ISSN 0439-755X
CN 11-1911/B

中国科学院心理研究所

• 研究报告 •

用于处理不努力作答的标准化残差系列方法和混合多层模型法的比较

1. 1四川师范大学脑与心理科学研究院, 成都 610066
2应用实验心理北京市重点实验室
3北京师范大学心理学部, 北京 100875
4南昌师范学院数学与信息科学学院,南昌 360111
• 收稿日期:2021-04-08 出版日期:2022-04-25 发布日期:2022-02-21
• 通讯作者: 刘红云 E-mail:hyliu@bnu.edu.cn
• 基金资助:
国家自然科学基金项目(32071091)

A comparison of standard residual methods and a mixture hierarchical model for detecting non-effortful responses

LIU Yue1, LIU Hongyun2,3(), YOU Xiaofeng4, YANG Jianqin4

1. 1Institute of Brain and Psychological Sciences, Sichuan Normal University, Chengdu 610066, China
2Beijing Key Laboratory of Applied Experimental Psychology, Beijing Normal University, Beijing 100875, China
3Faculty of Psychology, Beijing Normal University, Beijing 100875, China
4School of Mathematics and Information Science, Nanchang Normal University, Nanchang 360111, China
• Received:2021-04-08 Online:2022-04-25 Published:2022-02-21
• Contact: LIU Hongyun E-mail:hyliu@bnu.edu.cn

Abstract:

Assessment datasets contaminated by non-effortful responses may lead to serious consequences if not handled appropriately.

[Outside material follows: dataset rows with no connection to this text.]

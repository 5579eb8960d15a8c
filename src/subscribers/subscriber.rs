//! # Event subscriber trait.
//!
//! Each subscriber gets:
//! - **Dedicated worker task** (runs independently)
//! - **Per-subscriber bounded queue** (capacity via [`Subscribe::queue_capacity`])
//! - **Panic isolation** (panics are caught and reported as `EventKind::SubscriberPanicked`)
//!
//! ## Rules
//! - A slow subscriber only affects its own queue.
//! - Queue overflow drops the event **for this subscriber only**.
//! - Events are processed sequentially (FIFO) per subscriber.

use async_trait::async_trait;

use crate::events::Event;

/// Lifecycle event subscriber.
///
/// ### Implementation requirements
/// - Use async I/O; avoid blocking the executor.
/// - Handle errors internally; do not panic.
#[async_trait]
pub trait Subscribe: Send + Sync + 'static {
    /// Processes a single event.
    ///
    /// Called from a dedicated worker task, not in the publisher context.
    async fn on_event(&self, event: &Event);

    /// Returns the subscriber name used in logs and overflow/panic events.
    ///
    /// The default uses `type_name::<Self>()`, which can be verbose - override it when possible.
    fn name(&self) -> &'static str {
        std::any::type_name::<Self>()
    }

    /// Returns the preferred queue capacity for this subscriber.
    ///
    /// The runtime clamps capacity to a minimum of 1. Default: 1024.
    fn queue_capacity(&self) -> usize {
        1024
    }
}
//! Retry pacing for node bring-up.
//!
//! ## Contents
//! - [`BackoffPolicy`] how the delay between bring-up attempts evolves
//!   (first / factor / max + jitter)
//! - [`JitterPolicy`]  randomization to keep a rack of identical nodes from retrying in lockstep
//!
//! ## Wiring
//! ```text
//! Config { bringup.backoff: BackoffPolicy }
//!      └─► core::bringup::BringUpSupervisor uses backoff.next(failures) after every failed attempt
//! ```
//!
//! ## Defaults
//! - `BackoffPolicy::default()` → first=3s, factor=1.0 (constant), max=3s, jitter=None.

pub(crate) mod backoff;
mod jitter;

pub use backoff::BackoffPolicy;
pub use jitter::JitterPolicy;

Previous research has proposed two different strategies: down-weighting and accommodating. Down-weighting tries to limit the influence of aberrant responses on parameter estimation by reducing their weight. The extreme form of down-weighting is the detection and removal of irregular responses and response times (RTs). The standard residual-based methods, including the recently developed residual method using an iterative purification process, can be used to detect non-effortful responses in the framework of down-weighting. In accommodating, on the other hand, one tries to extend a model in order to account for the contaminations directly. This boils down to a mixture hierarchical model (MHM) for responses and RTs. However, to the authors’ knowledge, few studies have compared standard residual methods and MHM under different simulation conditions. It is unknown which method should be applied in different situations. Meanwhile, MHM has strong assumptions for different types of responses. It would be valuable to examine the performance of the method when the assumptions are violated. The purpose of this study is to compare standard residual methods and MHM under a fully crossed simulation design. In addition, specific recommendations for their applications are provided.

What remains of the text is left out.